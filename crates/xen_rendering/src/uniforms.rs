//! # Uniform Packing
//!
//! GPU-layout (std140-compatible, vec4-aligned) copies of snapshot data.
//! Lights and materials are closed enums; this is the one place they are
//! matched on.

use bytemuck::{Pod, Zeroable};
use xen_core::{CameraState, Light, LightingState, Material};

/// Max lights in one [`LightsUniform`].
pub const MAX_LIGHTS: usize = 16;

/// Light kind tag stored in `LightUniform::params[2]`.
const KIND_DIRECTIONAL: f32 = 0.0;
const KIND_POINT: f32 = 1.0;

/// Shading model tag stored in `MaterialUniform::albedo_model[3]`.
const MODEL_PBR: f32 = 0.0;
const MODEL_BLINN_PHONG: f32 = 1.0;

/// Per-frame camera block.
#[repr(C)]
#[derive(Debug, Clone, Copy, Default, PartialEq, Pod, Zeroable)]
pub struct CameraUniform {
    /// World -> clip.
    pub view_projection: [[f32; 4]; 4],
    /// World -> view.
    pub view: [[f32; 4]; 4],
    /// Eye position (w = 1).
    pub position: [f32; 4],
}

impl From<&CameraState> for CameraUniform {
    fn from(camera: &CameraState) -> Self {
        Self {
            view_projection: camera.view_projection().to_cols_array_2d(),
            view: camera.view.to_cols_array_2d(),
            position: camera.position.extend(1.0).to_array(),
        }
    }
}

/// One light.
#[repr(C)]
#[derive(Debug, Clone, Copy, Default, PartialEq, Pod, Zeroable)]
pub struct LightUniform {
    /// Direction (directional, w = 0) or position (point, w = 1).
    pub vector: [f32; 4],
    /// RGB color, intensity in w.
    pub color: [f32; 4],
    /// x = range (0 = infinite), y = casts shadows, z = kind.
    pub params: [f32; 4],
}

impl From<Light> for LightUniform {
    fn from(light: Light) -> Self {
        match light {
            Light::Directional(sun) => Self {
                vector: sun.direction.extend(0.0).to_array(),
                color: sun.color.extend(sun.intensity).to_array(),
                params: [0.0, f32::from(u8::from(sun.casts_shadows)), KIND_DIRECTIONAL, 0.0],
            },
            Light::Point(point) => Self {
                vector: point.position.extend(1.0).to_array(),
                color: point.color.extend(point.intensity).to_array(),
                params: [point.range, 0.0, KIND_POINT, 0.0],
            },
        }
    }
}

/// Every light in the scene plus the ambient term.
#[repr(C)]
#[derive(Debug, Clone, Copy, Default, PartialEq, Pod, Zeroable)]
pub struct LightsUniform {
    /// First `count` entries are valid.
    pub lights: [LightUniform; MAX_LIGHTS],
    /// Ambient RGB; w holds the light count.
    pub ambient_count: [f32; 4],
}

impl LightsUniform {
    /// Number of valid entries.
    #[must_use]
    #[allow(clippy::cast_possible_truncation, clippy::cast_sign_loss)]
    pub fn count(&self) -> usize {
        self.ambient_count[3] as usize
    }
}

/// Packs the lighting singleton, sun first. Lights past [`MAX_LIGHTS`] are
/// dropped.
#[must_use]
#[allow(clippy::cast_precision_loss)]
pub fn pack_lights(lighting: &LightingState) -> LightsUniform {
    let mut packed = LightsUniform::default();
    let mut count = 0;
    for (slot, light) in packed.lights.iter_mut().zip(lighting.lights()) {
        *slot = light.into();
        count += 1;
    }
    let total = 1 + lighting.point_lights.len();
    if total > MAX_LIGHTS {
        tracing::trace!("{} lights exceed the uniform limit of {}", total, MAX_LIGHTS);
    }
    packed.ambient_count = lighting.ambient.extend(count as f32).to_array();
    packed
}

/// Surface parameters for one draw.
#[repr(C)]
#[derive(Debug, Clone, Copy, Default, PartialEq, Pod, Zeroable)]
pub struct MaterialUniform {
    /// Albedo / diffuse RGB; w = shading model.
    pub albedo_model: [f32; 4],
    /// PBR: metallic, roughness, ao. Blinn-Phong: specular RGB.
    pub params: [f32; 4],
    /// Blinn-Phong shininess in x.
    pub extra: [f32; 4],
    /// Non-zero where a texture map is bound (albedo, normal, mr, ao).
    pub texture_mask: [u32; 4],
}

impl From<&Material> for MaterialUniform {
    fn from(material: &Material) -> Self {
        match *material {
            Material::Pbr {
                albedo,
                metallic,
                roughness,
                ao,
                textures,
            } => Self {
                albedo_model: albedo.extend(MODEL_PBR).to_array(),
                params: [metallic, roughness, ao, 0.0],
                extra: [0.0; 4],
                texture_mask: [
                    textures.albedo.is_some(),
                    textures.normal.is_some(),
                    textures.metallic_roughness.is_some(),
                    textures.ao.is_some(),
                ]
                .map(u32::from),
            },
            Material::BlinnPhong {
                diffuse,
                specular,
                shininess,
                diffuse_map,
            } => Self {
                albedo_model: diffuse.extend(MODEL_BLINN_PHONG).to_array(),
                params: specular.extend(0.0).to_array(),
                extra: [shininess, 0.0, 0.0, 0.0],
                texture_mask: [u32::from(diffuse_map.is_some()), 0, 0, 0],
            },
        }
    }
}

※

* PROMPT
Every entry must be duplicated exactly as it stands.

* EXERCISE OUTPUT
filename crates/xen_rendering/src/uniforms.rs
//! # Uniform Packing
//!
//! GPU-layout (std140-compatible, vec4-aligned) copies of snapshot data.
//! Lights and materials are closed enums; this is the one place they are
//! matched on.

use bytemuck::{Pod, Zeroable};
use xen_core::{CameraState, Light, LightingState, Material};

/// Max lights in one [`LightsUniform`].
pub const MAX_LIGHTS: usize = 16;

/// Light kind tag stored in `LightUniform::params[2]`.
const KIND_DIRECTIONAL: f32 = 0.0;
const KIND_POINT: f32 = 1.0;

/// Shading model tag stored in `MaterialUniform::albedo_model[3]`.
const MODEL_PBR: f32 = 0.0;
const MODEL_BLINN_PHONG: f32 = 1.0;

/// Per-frame camera block.
#[repr(C)]
#[derive(Debug, Clone, Copy, Default, PartialEq, Pod, Zeroable)]
pub struct CameraUniform {
    /// World -> clip.
    pub view_projection: [[f32; 4]; 4],
    /// World -> view.
    pub view: [[f32; 4]; 4],
    /// Eye position (w = 1).
    pub position: [f32; 4],
}

impl From<&CameraState> for CameraUniform {
    fn from(camera: &CameraState) -> Self {
        Self {
            view_projection: camera.view_projection().to_cols_array_2d(),
            view: camera.view.to_cols_array_2d(),
            position: camera.position.extend(1.0).to_array(),
        }
    }
}

/// One light.
#[repr(C)]
#[derive(Debug, Clone, Copy, Default, PartialEq, Pod, Zeroable)]
pub struct LightUniform {
    /// Direction (directional, w = 0) or position (point, w = 1).
    pub vector: [f32; 4],
    /// RGB color, intensity in w.
    pub color: [f32; 4],
    /// x = range (0 = infinite), y = casts shadows, z = kind.
    pub params: [f32; 4],
}

impl From<Light> for LightUniform {
    fn from(light: Light) -> Self {
        match light {
            Light::Directional(sun) => Self {
                vector: sun.direction.extend(0.0).to_array(),
                color: sun.color.extend(sun.intensity).to_array(),
                params: [0.0, f32::from(u8::from(sun.casts_shadows)), KIND_DIRECTIONAL, 0.0],
            },
            Light::Point(point) => Self {
                vector: point.position.extend(1.0).to_array(),
                color: point.color.extend(point.intensity).to_array(),
                params: [point.range, 0.0, KIND_POINT, 0.0],
            },
        }
    }
}

/// Every light in the scene plus the ambient term.
#[repr(C)]
#[derive(Debug, Clone, Copy, Default, PartialEq, Pod, Zeroable)]
pub struct LightsUniform {
    /// First `count` entries are valid.
    pub lights: [LightUniform; MAX_LIGHTS],
    /// Ambient RGB; w holds the light count.
    pub ambient_count: [f32; 4],
}

impl LightsUniform {
    /// Number of valid entries.
    #[must_use]
    #[allow(clippy::cast_possible_truncation, clippy::cast_sign_loss)]
    pub fn count(&self) -> usize {
        self.ambient_count[3] as usize
    }
}

/// Packs the lighting singleton, sun first. Lights past [`MAX_LIGHTS`] are
/// dropped.
#[must_use]
#[allow(clippy::cast_precision_loss)]
pub fn pack_lights(lighting: &LightingState) -> LightsUniform {
    let mut packed = LightsUniform::default();
    let mut count = 0;
    for (slot, light) in packed.lights.iter_mut().zip(lighting.lights()) {
        *slot = light.into();
        count += 1;
    }
    let total = 1 + lighting.point_lights.len();
    if total > MAX_LIGHTS {
        tracing::trace!("{} lights exceed the uniform limit of {}", total, MAX_LIGHTS);
    }
    packed.ambient_count = lighting.ambient.extend(count as f32).to_array();
    packed
}

/// Surface parameters for one draw.
#[repr(C)]
#[derive(Debug, Clone, Copy, Default, PartialEq, Pod, Zeroable)]
pub struct MaterialUniform {
    /// Albedo / diffuse RGB; w = shading model.
    pub albedo_model: [f32; 4],
    /// PBR: metallic, roughness, ao. Blinn-Phong: specular RGB.
    pub params: [f32; 4],
    /// Blinn-Phong shininess in x.
    pub extra: [f32; 4],
    /// Non-zero where a texture map is bound (albedo, normal, mr, ao).
    pub texture_mask: [u32; 4],
}

impl From<&Material> for MaterialUniform {
    fn from(material: &Material) -> Self {
        match *material {
            Material::Pbr {
                albedo,
                metallic,
                roughness,
                ao,
                textures,
            } => Self {
                albedo_model: albedo.extend(MODEL_PBR).to_array(),
                params: [metallic, roughness, ao, 0.0],
                extra: [0.0; 4],
                texture_mask: [
                    textures.albedo.is_some(),
                    textures.normal.is_some(),
                    textures.metallic_roughness.is_some(),
                    textures.ao.is_some(),
                ]
                .map(u32::from),
            },
            Material::BlinnPhong {
                diffuse,
                specular,
                shininess,
                diffuse_map,
            } => Self {
                albedo_model: diffuse.extend(MODEL_BLINN_PHONG).to_array(),
                params: specular.extend(0.0).to_array(),
                extra: [shininess, 0.0, 0.0, 0.0],
                texture_mask: [u32::from(diffuse_map.is_some()), 0, 0, 0],
            },
        }
    }
}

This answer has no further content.